The system can use electrodes to detect letters and words users say in their heads. Aarnoutse: “This also allows patients to initiate a conversation instead of always waiting for someone to look at their eyes. That makes a world of difference.”
A precursor to ABILITY (not wireless yet, but with cable) should be implemented this year. Implementing a BCI is complex: users often need to practice for an extended period before controlling the device. The BCI with 128 that Aarnoutse is working on should be able to do its job reliably within a few weeks.
You could compare this process to getting control of a new and unnatural body part. The BCI must also learn to extract the intention for movement or speech from brain activity.
Analyzing large amounts of brain data with AI
But, all the technology surrounding AI is developing at lightning speed. “AI algorithms can collect signals from the brain in large numbers. To train a BCI, the user has to say a certain word very often, ‘in the head’, while we record brain signals. This is how we train the AI algorithm. After this training, the algorithm can recognize the words without us knowing what the algorithm is paying attention to. We assume that there is a code in the electrical activity of brain cells. AI can decode those signals much faster than humans ever could,” Aarnoutse said.
For example, Radboud University and UMC Utrecht researchers converted brain signals into audible speech. By decoding signals from the brain using a combination of implants and AI, they could predict the words people wanted to say with an accuracy of 92 to 100 percent.
The researchers asked non-disabled people with temporary brain implants to pronounce some words aloud while their brain activity was measured. They directly translated brain activity on one side and speech activity on the other.
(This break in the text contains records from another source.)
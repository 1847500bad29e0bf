//! Application layer services implementing business logic.
//!
//! This layer orchestrates domain operations by coordinating repository
//! calls, validation, and business rules. Services consume domain traits and
//! provide a clean API for HTTP handlers and background tasks.
//!
//! # Available Services
//!
//! - [`services::CodeGenerator`] - Sharded unique short code generation
//! - [`services::LinkService`] - Link creation and cache-aside resolution
//! - [`services::ExpiryReaper`] - Periodic expired link sweep

pub mod services;
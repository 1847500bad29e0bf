//! Infrastructure layer for external integrations.
//!
//! This layer implements interfaces defined by the domain layer, providing
//! concrete implementations for persistence, caching, throttling and event
//! transport.
//!
//! # Modules
//!
//! - [`cache`] - Caching abstractions (Redis and no-op implementations)
//! - [`persistence`] - PostgreSQL repository implementations
//! - [`rate_limit`] - Distributed fixed-window-with-block throttling
//! - [`events`] - Channel-backed analytics publisher

pub mod cache;
pub mod events;
pub mod persistence;
pub mod rate_limit;
//! Client IP extraction from connection info and proxy headers.

use axum::http::HeaderMap;
use std::net::SocketAddr;

/// Resolves the client IP used as the rate limiter key and in analytics.
///
/// Proxy headers are only trusted when `behind_proxy` is set; otherwise the
/// socket peer address wins. Returns `None` when neither source is usable
/// (e.g. in tests without connect info).
pub fn client_ip(headers: &HeaderMap, peer: Option<SocketAddr>, behind_proxy: bool) -> Option<String> {
    if behind_proxy {
        let forwarded = headers
            .get("x-forwarded-for")
            .and_then(|v| v.to_str().ok())
            .and_then(|v| v.split(',').next())
            .map(|s| s.trim().to_string())
            .filter(|s| !s.is_empty());
        if forwarded.is_some() {
            return forwarded;
        }

        let real_ip = headers
            .get("x-real-ip")
            .and_then(|v| v.to_str().ok())
            .map(|s| s.trim().to_string())
            .filter(|s| !s.is_empty());
        if real_ip.is_some() {
            return real_ip;
        }
    }

    peer.map(|addr| addr.ip().to_string())
}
“AI can decipher signals much more efficiently and quickly than humans. Some say there has to be a more complex system than the brain before we can understand the brain. AI could be that more complex system.”
Erik Aarnoutse
A powerful and highly complex computer
The brain is the most complex human organ, with 86 billion brain cells making 10,000 connections with other cells on average. You can compare it to a potent and complex computer, the entire structure of which, to date, no one has been able to understand, successfully mimic, and simulate.
“Our brain is a gigantic network. When you learn something new or more efficient, connections are made. The complexity is in learning those connections and networks. But because there are so many, that is a huge task,” Aarnoutse said. He describes his career as a brain researcher as “very interesting, but at the same time also incredibly frustrating.”
The development of artificial intelligence is going to bring about a lot in brain research, Aarnoutse believes. “AI can decipher signals much more efficiently and quickly than humans. Some say there has to be a more complex system than the brain before we can understand the brain. AI could be that more complex system.”